The notion of creating space through the layering of things is not new, we can look at Aldo Van Eyck as a way to understand what it means to create space though different techniques of layering with surfaces and volumes to create courtyards, outer space, and inner space. This project aims to re-think the way in which Van Eyck creates his space by using different methods such as carving.
Hierarchy is achieved through the use of a Jungle as a frame for understanding how many things inter – relate to one another. At first glance, a jungle appears chaotic, messy, and uncontrolled. However, when one takes a much closer look, a Jungle is a system of many things that are intertwined and highly organized in order to create a very strict relationship between all things that occupy the space. This project aims to do the same. Hierarchy begins with the 6 large chunks that have been carved from the original primitive. They have a hierarchy in themselves as the volumes within volumes become smaller and larger depending on how each chunk is carved out. Secondary and tertiary elements are then added that account for structure and circulation that mitigates between the larger chunks. Solid mass is then added to take up leftover space, and a shell is added to enclose the space. To complete the hierarchy, architectural elements such as floor plates and stairs are added.
It is important to note that each element is its own thing and carries its own set of characteristics, scale, and textural quality. As equally important, elements do not blend into other elements. Floor plates are separate objects that are not grafted into walls or other things, for example. This is done in order to maintain the Jungle – like effect. It also forces one to consider how two separate things react with one another and how one thing can force another to evolve or change rather than to simply overtake it.

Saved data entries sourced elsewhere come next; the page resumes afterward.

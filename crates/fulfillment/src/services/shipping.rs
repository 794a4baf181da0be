//! Shipping service trait and in-memory implementation.

use std::collections::HashMap;
use std::sync::{Arc, PoisonError, RwLock, RwLockReadGuard, RwLockWriteGuard};

use async_trait::async_trait;

use crate::error::ServiceError;

const SERVICE: &str = "shipping";

/// Result of a successful shipment creation.
#[derive(Debug, Clone)]
pub struct ShipmentResult {
    /// The tracking number assigned by the shipping service.
    pub tracking_number: String,
}

/// Trait for shipping operations.
#[async_trait]
pub trait ShippingService: Send + Sync {
    /// Creates a shipment for an order.
    async fn create_shipment(&self, order_id: &str) -> Result<ShipmentResult, ServiceError>;

    /// Cancels a previously created shipment.
    async fn cancel_shipment(&self, tracking_number: &str) -> Result<(), ServiceError>;
}

#[derive(Debug, Default)]
struct InMemoryShippingState {
    shipments: HashMap<String, String>,
    next_id: u32,
    fail_on_create: bool,
}

/// In-memory shipping service for tests and the demo.
#[derive(Debug, Clone, Default)]
pub struct InMemoryShippingService {
    state: Arc<RwLock<InMemoryShippingState>>,
}

impl InMemoryShippingService {
    /// Creates a new in-memory shipping service.
    pub fn new() -> Self {
        Self::default()
    }

    /// Makes every following create_shipment call fail until reset.
    pub fn set_fail_on_create(&self, fail: bool) {
        self.write().fail_on_create = fail;
    }

    /// Returns the number of active shipments.
    pub fn shipment_count(&self) -> usize {
        self.read().shipments.len()
    }

    /// Returns true if a shipment exists with the given tracking number.
    pub fn has_shipment(&self, tracking_number: &str) -> bool {
        self.read().shipments.contains_key(tracking_number)
    }

    fn read(&self) -> RwLockReadGuard<'_, InMemoryShippingState> {
        self.state.read().unwrap_or_else(PoisonError::into_inner)
    }

    fn write(&self) -> RwLockWriteGuard<'_, InMemoryShippingState> {
        self.state.write().unwrap_or_else(PoisonError::into_inner)
    }
}

#[async_trait]
impl ShippingService for InMemoryShippingService {
    async fn create_shipment(&self, order_id: &str) -> Result<ShipmentResult, ServiceError> {
        let mut state = self.write();

        if state.fail_on_create {
            return Err(ServiceError::Unavailable(SERVICE));
        }

        state.next_id += 1;
        let tracking_number = format!("TRACK-{:04}", state.next_id);
        state
            .shipments
            .insert(tracking_number.clone(), order_id.to_string());

        Ok(ShipmentResult { tracking_number })
    }

    async fn cancel_shipment(&self, tracking_number: &str) -> Result<(), ServiceError> {
        self.write()
            .shipments
            .remove(tracking_number)
            .map(|_| ())
            .ok_or_else(|| ServiceError::NotFound {
                service: SERVICE,
                id: tracking_number.to_string(),
            })
    }
}

#[cfg(test)]
mod tests {
    use super::*;

    #[tokio::test]
    async fn test_create_and_cancel() {
        let service = InMemoryShippingService::new();

        let result = service.create_shipment("ORD-1").await.unwrap();
        assert!(result.tracking_number.starts_with("TRACK-"));
        assert_eq!(service.shipment_count(), 1);
        assert!(service.has_shipment(&result.tracking_number));

        service
            .cancel_shipment(&result.tracking_number)
            .await
            .unwrap();
        assert_eq!(service.shipment_count(), 0);
    }

    #[tokio::test]
    async fn test_fail_on_create() {
        let service = InMemoryShippingService::new();
        service.set_fail_on_create(true);

        let result = service.create_shipment("ORD-1").await;
        assert!(matches!(result, Err(ServiceError::Unavailable("shipping"))));
        assert_eq!(service.shipment_count(), 0);
    }

    #[tokio::test]
    async fn test_sequential_tracking_numbers() {
        let service = InMemoryShippingService::new();

        let r1 = service.create_shipment("ORD-1").await.unwrap();
        let r2 = service.create_shipment("ORD-2").await.unwrap();

        assert_eq!(r1.tracking_number, "TRACK-0001");
        assert_eq!(r2.tracking_number, "TRACK-0002");
    }
}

Corruption of the project can be found in multiple instances. It began with the decision to create volumes within volumes rather than a solid mass, thus dramatically changing the effect carving would have. It can be found in the details, where edges of the carved chunks begin to puff out like a bruised lip. Strange seems begin to appear where different things are forced to interact with one another. Corruption can also be found in the moment of second carving. After the space was filled with things, a second round of carving was used to create occupiable space within the dense jungle. Here, the insides of the chunks are ripped out, leaving behind a messy, torn version of what it once was.
Program is dictated by breaking each chunk into multiple levels of space, where the top floor of each chunk is used as residential space and each subsequent floor is used for museum program. Occupiable space is found both within the chunks and on the outside of the chunk. This allows one to become fully immersed within the carved spaces, but still be allowed to view the carved pieces as things within a space.